//! Crop disease analysis backend.
//!
//! # Architecture Overview
//!
//! ```text
//!                        ┌──────────────────────────────────────────────┐
//!                        │                 CROPSIGHT                     │
//!                        │                                               │
//!   Client upload        │  ┌─────────┐    ┌────────────┐               │
//!   ─────────────────────┼─▶│  http   │───▶│ inference  │──────────────▶│──── ML inference
//!                        │  │ server  │    │  client    │  retry/backoff│     service
//!                        │  └────┬────┘    └────────────┘               │
//!                        │       │                                      │
//!                        │       ▼                                      │
//!                        │  ┌─────────┐   merged into the response      │
//!                        │  │ catalog │   (treatment, prevention, ...)  │
//!                        │  └─────────┘                                 │
//!                        │                                              │
//!                        │  config · lifecycle · resilience · tracing   │
//!                        └──────────────────────────────────────────────┘
//! ```

use std::path::PathBuf;

use tokio::net::TcpListener;
use tracing_subscriber::{layer::SubscriberExt, util::SubscriberInitExt};

use cropsight::catalog::DiseaseCatalog;
use cropsight::config::{load_config, AppConfig};
use cropsight::http::HttpServer;
use cropsight::inference::InferenceClient;
use cropsight::lifecycle::Shutdown;

/// Config path from `CROPSIGHT_CONFIG`, falling back to `cropsight.toml`
/// next to the binary, falling back to defaults.
fn resolve_config() -> Result<AppConfig, Box<dyn std::error::Error>> {
    if let Ok(path) = std::env::var("CROPSIGHT_CONFIG") {
        return Ok(load_config(&PathBuf::from(path))?);
    }

    let default_path = PathBuf::from("cropsight.toml");
    if default_path.exists() {
        return Ok(load_config(&default_path)?);
    }

    tracing::info!("No config file found, using defaults");
    Ok(AppConfig::default())
}

#[tokio::main]
async fn main() -> Result<(), Box<dyn std::error::Error>> {
    // Initialize tracing subscriber
    tracing_subscriber::registry()
        .with(
            tracing_subscriber::EnvFilter::try_from_default_env()
                .unwrap_or_else(|_| "cropsight=debug,tower_http=debug".into()),
        )
        .with(tracing_subscriber::fmt::layer())
        .init();

    tracing::info!("cropsight v0.1.0 starting");

    let config = resolve_config()?;

    tracing::info!(
        bind_address = %config.listener.bind_address,
        inference_url = %config.inference.base_url,
        max_retries = config.inference.max_retries,
        normal_timeout_ms = config.inference.normal_timeout_ms,
        cold_start_timeout_ms = config.inference.cold_start_timeout_ms,
        "Configuration loaded"
    );

    let catalog = DiseaseCatalog::load(&config.catalog.data_path)?;
    let inference = InferenceClient::new(&config.inference)?;

    let listener = TcpListener::bind(&config.listener.bind_address).await?;
    tracing::info!(address = %listener.local_addr()?, "Listening for connections");

    let shutdown = Shutdown::new();
    let server_shutdown = shutdown.subscribe();

    tokio::spawn(async move {
        if tokio::signal::ctrl_c().await.is_ok() {
            tracing::info!("Ctrl+C received");
        }
        shutdown.trigger();
    });

    let server = HttpServer::new(&config, inference, catalog);
    server.run(listener, server_shutdown).await?;

    tracing::info!("Shutdown complete");
    Ok(())
}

Task to complete. Every line of the data must be written out again word for word.

Solution to this problem.
//! Crop disease analysis backend.
//!
//! # Architecture Overview
//!
//! ```text
//!                        ┌──────────────────────────────────────────────┐
//!                        │                 CROPSIGHT                     │
//!                        │                                               │
//!   Client upload        │  ┌─────────┐    ┌────────────┐               │
//!   ─────────────────────┼─▶│  http   │───▶│ inference  │──────────────▶│──── ML inference
//!                        │  │ server  │    │  client    │  retry/backoff│     service
//!                        │  └────┬────┘    └────────────┘               │
//!                        │       │                                      │
//!                        │       ▼                                      │
//!                        │  ┌─────────┐   merged into the response      │
//!                        │  │ catalog │   (treatment, prevention, ...)  │
//!                        │  └─────────┘                                 │
//!                        │                                              │
//!                        │  config · lifecycle · resilience · tracing   │
//!                        └──────────────────────────────────────────────┘
//! ```

use std::path::PathBuf;

use tokio::net::TcpListener;
use tracing_subscriber::{layer::SubscriberExt, util::SubscriberInitExt};

use cropsight::catalog::DiseaseCatalog;
use cropsight::config::{load_config, AppConfig};
use cropsight::http::HttpServer;
use cropsight::inference::InferenceClient;
use cropsight::lifecycle::Shutdown;

/// Config path from `CROPSIGHT_CONFIG`, falling back to `cropsight.toml`
/// next to the binary, falling back to defaults.
fn resolve_config() -> Result<AppConfig, Box<dyn std::error::Error>> {
    if let Ok(path) = std::env::var("CROPSIGHT_CONFIG") {
        return Ok(load_config(&PathBuf::from(path))?);
    }

    let default_path = PathBuf::from("cropsight.toml");
    if default_path.exists() {
        return Ok(load_config(&default_path)?);
    }

    tracing::info!("No config file found, using defaults");
    Ok(AppConfig::default())
}

#[tokio::main]
async fn main() -> Result<(), Box<dyn std::error::Error>> {
    // Initialize tracing subscriber
    tracing_subscriber::registry()
        .with(
            tracing_subscriber::EnvFilter::try_from_default_env()
                .unwrap_or_else(|_| "cropsight=debug,tower_http=debug".into()),
        )
        .with(tracing_subscriber::fmt::layer())
        .init();

    tracing::info!("cropsight v0.1.0 starting");

    let config = resolve_config()?;

    tracing::info!(
        bind_address = %config.listener.bind_address,
        inference_url = %config.inference.base_url,
        max_retries = config.inference.max_retries,
        normal_timeout_ms = config.inference.normal_timeout_ms,
        cold_start_timeout_ms = config.inference.cold_start_timeout_ms,
        "Configuration loaded"
    );

    let catalog = DiseaseCatalog::load(&config.catalog.data_path)?;
    let inference = InferenceClient::new(&config.inference)?;

    let listener = TcpListener::bind(&config.listener.bind_address).await?;
    tracing::info!(address = %listener.local_addr()?, "Listening for connections");

    let shutdown = Shutdown::new();
    let server_shutdown = shutdown.subscribe();

    tokio::spawn(async move {
        if tokio::signal::ctrl_c().await.is_ok() {
            tracing::info!("Ctrl+C received");
        }
        shutdown.trigger();
    });

    let server = HttpServer::new(&config, inference, catalog);
    server.run(listener, server_shutdown).await?;

    tracing::info!("Shutdown complete");
    Ok(())
}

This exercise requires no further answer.